Each voucher will be worth €3 (£2.1; $3.5)—the monthly cost of the second generation pill—and will be available to about 372 000 young men and 357 000 young women aged 15 to 20 years. But the starting age may be raised to 16, the current age of consent in Belgium.
Distributed by the country's mutual health funds and family planning centres, the vouchers can be used towards the cost of any form of contraception. The total cost of the exercise, which is one of the initiatives in the coalition government's draft budget for 2004, will be €5.29m.
Although the political decision has been taken, the government still has to work out final details of the scheme with doctors and pharmacists and ensure that adolescents are provided not just with financial help but also with practical advice.
The programme may also lead to a reassessment of the current situation whereby there is almost no reimbursement of contraception costs for the general population, except for the first generation pill, which gets a 20% refund from the mutual health funds.

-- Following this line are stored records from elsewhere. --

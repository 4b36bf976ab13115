//! Destinations for compiled materials.

use std::io::{self, Write};

use anyhow::Context;

use crate::{
    material::Material,
    shader::graph::{Expression, Validated},
};

/// Host environment receiving validated materials.
pub trait GraphSink {
    /// Hand a material over to the host under `name`.
    fn publish(&mut self, name: &str, material: &Material<Validated>) -> anyhow::Result<()>;
}

/// Writes a human readable listing of each published material.
pub struct WriterSink<W: Write> {
    writer: W,
    published: usize,
}

impl<W: Write> WriterSink<W> {
    #[allow(missing_docs)]
    pub fn new(writer: W) -> Self {
        Self {
            writer,
            published: 0,
        }
    }

    /// Number of materials published so far.
    pub fn published(&self) -> usize {
        self.published
    }

    #[allow(missing_docs)]
    pub fn into_inner(self) -> W {
        self.writer
    }
}

impl<W: Write> WriterSink<W> {
    fn write_listing(&mut self, name: &str, material: &Material<Validated>) -> io::Result<()> {
        writeln!(self.writer, "Material `{name}`")?;
        write!(self.writer, "{material}")?;

        for node in material.graph().nodes() {
            if let Expression::TextureSample { texture, .. } = &node.expression {
                writeln!(self.writer, "texture {texture}")?;
            }
        }

        self.writer.flush()
    }
}

impl<W: Write> GraphSink for WriterSink<W> {
    fn publish(&mut self, name: &str, material: &Material<Validated>) -> anyhow::Result<()> {
        self.write_listing(name, material)
            .with_context(|| format!("Could not publish material `{name}`"))?;

        self.published += 1;
        Ok(())
    }
}
//! Node kind registry: maps a kind keyword to the constructor building its [Expression].

use super::{
    error::{Error, LineResult},
    graph::{BinaryOp, Expression, Graph, NodeKind, Unvalidated},
    nodes::{math, parameters, texture, time},
};

use crate::texture::TextureLoader;

use std::{collections::BTreeMap, fmt::Debug};

/// Everything a constructor may look at while building a node.
pub struct Context<'a> {
    /// Graph built so far, used to resolve references.
    pub graph: &'a Graph<Unvalidated>,
    /// Texture import collaborator.
    pub textures: &'a dyn TextureLoader,
    /// Package of the material being compiled.
    pub package: &'a str,
}

/// Type-specific node constructor.
pub trait Construct: Send + Sync {
    /// Names of the parameters expected after the node name, in order.
    fn schema(&self) -> &'static [&'static str];

    /// Build the node's attributes from its parameter tokens.
    fn construct(&self, params: &[&str], context: &Context<'_>) -> LineResult<Expression>;
}

/// Split `params` into exactly `N` tokens.
pub(crate) fn expect_params<'p, const N: usize>(
    kind: NodeKind,
    params: &[&'p str],
) -> LineResult<[&'p str; N]> {
    <[&'p str; N]>::try_from(params).map_err(|_| Error::ArityMismatch {
        context: kind.to_string(),
        expected: N,
        got: params.len(),
    })
}

fn constructor(kind: NodeKind) -> Box<dyn Construct> {
    match kind {
        NodeKind::VectorParameter => Box::new(parameters::VectorParameter),
        NodeKind::ScalarParameter => Box::new(parameters::ScalarParameter),
        NodeKind::Constant2Vector => Box::new(parameters::Constant2Vector),
        NodeKind::TextureSample => Box::new(texture::TextureSample),
        NodeKind::Time => Box::new(time::Time),
        NodeKind::Panner => Box::new(time::Panner),
        NodeKind::Sine => Box::new(math::Sine),
        NodeKind::Add => Box::new(math::Arithmetic(BinaryOp::Add)),
        NodeKind::Subtract => Box::new(math::Arithmetic(BinaryOp::Subtract)),
        NodeKind::Multiply => Box::new(math::Arithmetic(BinaryOp::Multiply)),
        NodeKind::Divide => Box::new(math::Arithmetic(BinaryOp::Divide)),
    }
}

/// Read-only table of the node kinds a compile accepts.
pub struct Registry {
    constructors: BTreeMap<NodeKind, Box<dyn Construct>>,
}

impl Registry {
    /// Every known kind.
    pub fn standard() -> Self {
        Self::with_kinds(NodeKind::ALL.iter().copied())
    }

    /// Only the given kinds, for hosts supporting a subset of expressions.
    pub fn with_kinds(kinds: impl IntoIterator<Item = NodeKind>) -> Self {
        Self {
            constructors: kinds
                .into_iter()
                .map(|kind| (kind, constructor(kind)))
                .collect(),
        }
    }

    /// Constructor registered for a kind keyword.
    pub fn lookup(&self, kind: &str) -> Option<(NodeKind, &dyn Construct)> {
        let kind = kind.parse::<NodeKind>().ok()?;
        self.constructors
            .get(&kind)
            .map(|constructor| (kind, constructor.as_ref()))
    }

    /// Registered kinds along with their parameter schema.
    pub fn kinds(&self) -> impl Iterator<Item = (NodeKind, &'static [&'static str])> + '_ {
        self.constructors
            .iter()
            .map(|(kind, constructor)| (*kind, constructor.schema()))
    }
}

impl Default for Registry {
    fn default() -> Self {
        Self::standard()
    }
}

impl Debug for Registry {
    fn fmt(&self, f: &mut std::fmt::Formatter<'_>) -> std::fmt::Result {
        f.debug_set()
            .entries(self.constructors.keys())
            .finish()
    }
}

lazy_static::lazy_static! {
    /// Registry shared by every compile, built on first use and never modified afterwards.
    pub static ref REGISTRY: Registry = Registry::standard();
}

The scheme is attracting mixed reactions. Some people welcome it as a small social gesture in the right direction. Others wonder whether the vouchers will be a sufficient incentive for youngsters, who may be embarrassed by the subject, to go to family planning centres and chemists to make use of them.
According to Belgium's most recent statistics some 2200 abortions were performed on girls between the ages of 13 and 19 years in 2001.